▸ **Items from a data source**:
╭──

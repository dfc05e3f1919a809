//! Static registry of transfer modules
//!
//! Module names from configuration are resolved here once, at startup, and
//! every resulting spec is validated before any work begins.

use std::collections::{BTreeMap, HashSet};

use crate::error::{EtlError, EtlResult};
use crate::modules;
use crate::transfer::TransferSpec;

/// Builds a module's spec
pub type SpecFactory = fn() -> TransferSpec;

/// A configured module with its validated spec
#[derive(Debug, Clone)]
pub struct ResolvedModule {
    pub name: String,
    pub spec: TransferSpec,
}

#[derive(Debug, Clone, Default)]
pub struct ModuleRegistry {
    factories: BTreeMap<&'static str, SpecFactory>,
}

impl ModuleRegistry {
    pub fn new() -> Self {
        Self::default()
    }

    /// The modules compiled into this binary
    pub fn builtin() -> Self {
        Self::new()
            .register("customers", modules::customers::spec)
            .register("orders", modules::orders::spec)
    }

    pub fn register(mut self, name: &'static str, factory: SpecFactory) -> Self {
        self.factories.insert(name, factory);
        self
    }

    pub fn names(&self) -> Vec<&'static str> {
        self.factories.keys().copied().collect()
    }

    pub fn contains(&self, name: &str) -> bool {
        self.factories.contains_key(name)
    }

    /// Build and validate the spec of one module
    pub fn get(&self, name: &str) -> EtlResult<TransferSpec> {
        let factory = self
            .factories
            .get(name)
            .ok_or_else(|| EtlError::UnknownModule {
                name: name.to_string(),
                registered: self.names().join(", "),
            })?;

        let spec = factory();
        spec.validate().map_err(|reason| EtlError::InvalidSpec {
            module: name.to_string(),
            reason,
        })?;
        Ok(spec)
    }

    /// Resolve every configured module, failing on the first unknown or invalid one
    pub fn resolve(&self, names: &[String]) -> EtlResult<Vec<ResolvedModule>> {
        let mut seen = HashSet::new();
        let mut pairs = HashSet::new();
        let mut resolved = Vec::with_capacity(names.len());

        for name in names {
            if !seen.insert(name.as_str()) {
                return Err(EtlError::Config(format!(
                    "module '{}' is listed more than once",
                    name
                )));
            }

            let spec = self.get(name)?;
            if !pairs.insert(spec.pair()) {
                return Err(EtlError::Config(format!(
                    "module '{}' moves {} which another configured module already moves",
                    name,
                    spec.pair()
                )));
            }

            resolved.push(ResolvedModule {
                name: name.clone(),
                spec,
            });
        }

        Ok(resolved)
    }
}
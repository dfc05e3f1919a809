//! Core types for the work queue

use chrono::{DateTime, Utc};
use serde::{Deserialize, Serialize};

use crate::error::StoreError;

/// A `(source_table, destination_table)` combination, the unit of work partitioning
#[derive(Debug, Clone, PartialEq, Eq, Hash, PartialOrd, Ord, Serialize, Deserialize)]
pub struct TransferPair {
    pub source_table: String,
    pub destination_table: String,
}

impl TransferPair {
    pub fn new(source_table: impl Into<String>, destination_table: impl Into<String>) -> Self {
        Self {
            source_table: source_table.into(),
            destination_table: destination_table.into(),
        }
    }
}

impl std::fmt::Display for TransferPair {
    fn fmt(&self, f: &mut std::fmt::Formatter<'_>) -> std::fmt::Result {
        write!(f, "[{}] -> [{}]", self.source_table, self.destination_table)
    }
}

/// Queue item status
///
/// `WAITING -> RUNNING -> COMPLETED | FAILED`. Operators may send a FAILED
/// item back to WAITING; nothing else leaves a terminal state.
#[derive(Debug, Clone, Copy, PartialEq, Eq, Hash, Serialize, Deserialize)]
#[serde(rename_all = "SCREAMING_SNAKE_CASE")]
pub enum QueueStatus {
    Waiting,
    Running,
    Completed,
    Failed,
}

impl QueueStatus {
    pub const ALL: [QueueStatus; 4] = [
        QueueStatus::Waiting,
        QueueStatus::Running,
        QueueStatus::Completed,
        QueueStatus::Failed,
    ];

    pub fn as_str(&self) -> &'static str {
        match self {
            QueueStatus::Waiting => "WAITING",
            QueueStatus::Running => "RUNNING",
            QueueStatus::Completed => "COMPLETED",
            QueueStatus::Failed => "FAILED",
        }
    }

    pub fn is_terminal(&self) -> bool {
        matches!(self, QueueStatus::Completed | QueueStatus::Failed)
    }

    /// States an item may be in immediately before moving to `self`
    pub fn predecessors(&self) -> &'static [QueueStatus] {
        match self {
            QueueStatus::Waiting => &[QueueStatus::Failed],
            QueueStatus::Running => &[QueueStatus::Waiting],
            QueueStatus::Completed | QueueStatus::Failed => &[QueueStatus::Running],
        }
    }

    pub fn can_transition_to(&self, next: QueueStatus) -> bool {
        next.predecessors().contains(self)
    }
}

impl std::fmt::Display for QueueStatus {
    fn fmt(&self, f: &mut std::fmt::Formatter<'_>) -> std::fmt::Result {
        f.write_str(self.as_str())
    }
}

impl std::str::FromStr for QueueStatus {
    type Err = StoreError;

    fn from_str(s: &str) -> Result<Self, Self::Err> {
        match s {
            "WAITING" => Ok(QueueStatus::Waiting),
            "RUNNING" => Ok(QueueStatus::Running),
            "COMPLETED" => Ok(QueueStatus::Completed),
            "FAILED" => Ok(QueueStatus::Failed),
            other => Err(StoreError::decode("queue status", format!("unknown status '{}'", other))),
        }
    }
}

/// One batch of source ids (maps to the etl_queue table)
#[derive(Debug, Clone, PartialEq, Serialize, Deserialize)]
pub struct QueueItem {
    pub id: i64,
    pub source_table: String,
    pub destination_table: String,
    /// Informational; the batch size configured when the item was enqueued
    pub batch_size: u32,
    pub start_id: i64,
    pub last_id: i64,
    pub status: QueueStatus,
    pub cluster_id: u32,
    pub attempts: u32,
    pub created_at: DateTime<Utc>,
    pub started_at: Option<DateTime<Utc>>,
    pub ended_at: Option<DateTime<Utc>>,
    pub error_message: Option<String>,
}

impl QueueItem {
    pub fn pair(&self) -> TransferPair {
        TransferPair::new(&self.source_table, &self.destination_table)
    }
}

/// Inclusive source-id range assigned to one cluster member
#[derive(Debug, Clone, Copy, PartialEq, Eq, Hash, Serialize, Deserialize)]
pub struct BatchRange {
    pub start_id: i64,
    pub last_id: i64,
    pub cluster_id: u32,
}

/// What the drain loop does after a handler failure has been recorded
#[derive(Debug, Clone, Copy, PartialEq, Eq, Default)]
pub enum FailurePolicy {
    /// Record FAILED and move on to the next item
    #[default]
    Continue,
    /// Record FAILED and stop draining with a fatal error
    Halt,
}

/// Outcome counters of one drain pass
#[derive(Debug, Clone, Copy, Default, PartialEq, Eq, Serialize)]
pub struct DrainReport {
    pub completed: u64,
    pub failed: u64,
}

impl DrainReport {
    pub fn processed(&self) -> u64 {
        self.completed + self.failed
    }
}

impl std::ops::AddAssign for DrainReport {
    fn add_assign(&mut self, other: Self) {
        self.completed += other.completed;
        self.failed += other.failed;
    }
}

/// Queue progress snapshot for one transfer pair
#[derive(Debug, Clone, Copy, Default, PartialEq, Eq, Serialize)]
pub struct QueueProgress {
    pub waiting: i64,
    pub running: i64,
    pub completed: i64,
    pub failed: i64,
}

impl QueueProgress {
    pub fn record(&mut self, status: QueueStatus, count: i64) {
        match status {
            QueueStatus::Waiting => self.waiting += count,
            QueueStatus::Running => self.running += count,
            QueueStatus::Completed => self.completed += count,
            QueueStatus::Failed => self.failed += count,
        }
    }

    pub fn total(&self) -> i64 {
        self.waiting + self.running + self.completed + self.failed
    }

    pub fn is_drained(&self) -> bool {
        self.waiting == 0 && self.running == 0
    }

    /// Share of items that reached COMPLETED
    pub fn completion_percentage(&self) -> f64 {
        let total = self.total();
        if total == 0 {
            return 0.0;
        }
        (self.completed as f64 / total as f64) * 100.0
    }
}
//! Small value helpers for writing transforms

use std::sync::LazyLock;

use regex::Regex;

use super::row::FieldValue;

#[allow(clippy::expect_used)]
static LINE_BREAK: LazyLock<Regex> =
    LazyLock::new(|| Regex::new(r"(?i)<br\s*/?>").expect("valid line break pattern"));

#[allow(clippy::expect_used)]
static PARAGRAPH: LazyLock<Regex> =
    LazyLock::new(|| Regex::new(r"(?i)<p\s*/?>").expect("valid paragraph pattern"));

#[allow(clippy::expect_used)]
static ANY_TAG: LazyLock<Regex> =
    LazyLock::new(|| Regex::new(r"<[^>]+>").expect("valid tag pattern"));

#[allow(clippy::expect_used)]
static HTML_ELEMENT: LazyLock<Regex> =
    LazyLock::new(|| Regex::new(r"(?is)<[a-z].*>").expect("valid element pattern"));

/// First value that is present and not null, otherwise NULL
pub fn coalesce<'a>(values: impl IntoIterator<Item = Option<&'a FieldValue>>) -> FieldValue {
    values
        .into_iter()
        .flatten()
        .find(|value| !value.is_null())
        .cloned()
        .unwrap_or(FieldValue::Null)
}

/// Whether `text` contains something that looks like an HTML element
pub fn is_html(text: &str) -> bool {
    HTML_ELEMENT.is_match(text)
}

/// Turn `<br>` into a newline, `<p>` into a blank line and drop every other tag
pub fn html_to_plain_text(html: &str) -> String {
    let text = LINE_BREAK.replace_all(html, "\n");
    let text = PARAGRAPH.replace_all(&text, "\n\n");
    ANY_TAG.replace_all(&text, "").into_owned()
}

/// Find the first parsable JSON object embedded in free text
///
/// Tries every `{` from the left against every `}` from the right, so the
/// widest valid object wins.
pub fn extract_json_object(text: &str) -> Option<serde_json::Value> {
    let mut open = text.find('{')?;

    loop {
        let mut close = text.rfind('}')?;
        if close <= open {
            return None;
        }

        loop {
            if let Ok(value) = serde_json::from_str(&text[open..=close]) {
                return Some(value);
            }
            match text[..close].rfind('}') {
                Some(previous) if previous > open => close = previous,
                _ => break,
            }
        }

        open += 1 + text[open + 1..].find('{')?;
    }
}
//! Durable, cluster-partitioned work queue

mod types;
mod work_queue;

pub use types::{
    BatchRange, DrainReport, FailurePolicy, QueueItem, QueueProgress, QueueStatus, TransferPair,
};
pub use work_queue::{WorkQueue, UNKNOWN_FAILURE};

╰──

▸ **Task to carry out**:
Every line that holds the word "TransferSpec" should be copied from the records.

▸ **Answer to this exercise**:
use crate::transfer::TransferSpec;
pub type SpecFactory = fn() -> TransferSpec;
    pub spec: TransferSpec,
    pub fn get(&self, name: &str) -> EtlResult<TransferSpec> {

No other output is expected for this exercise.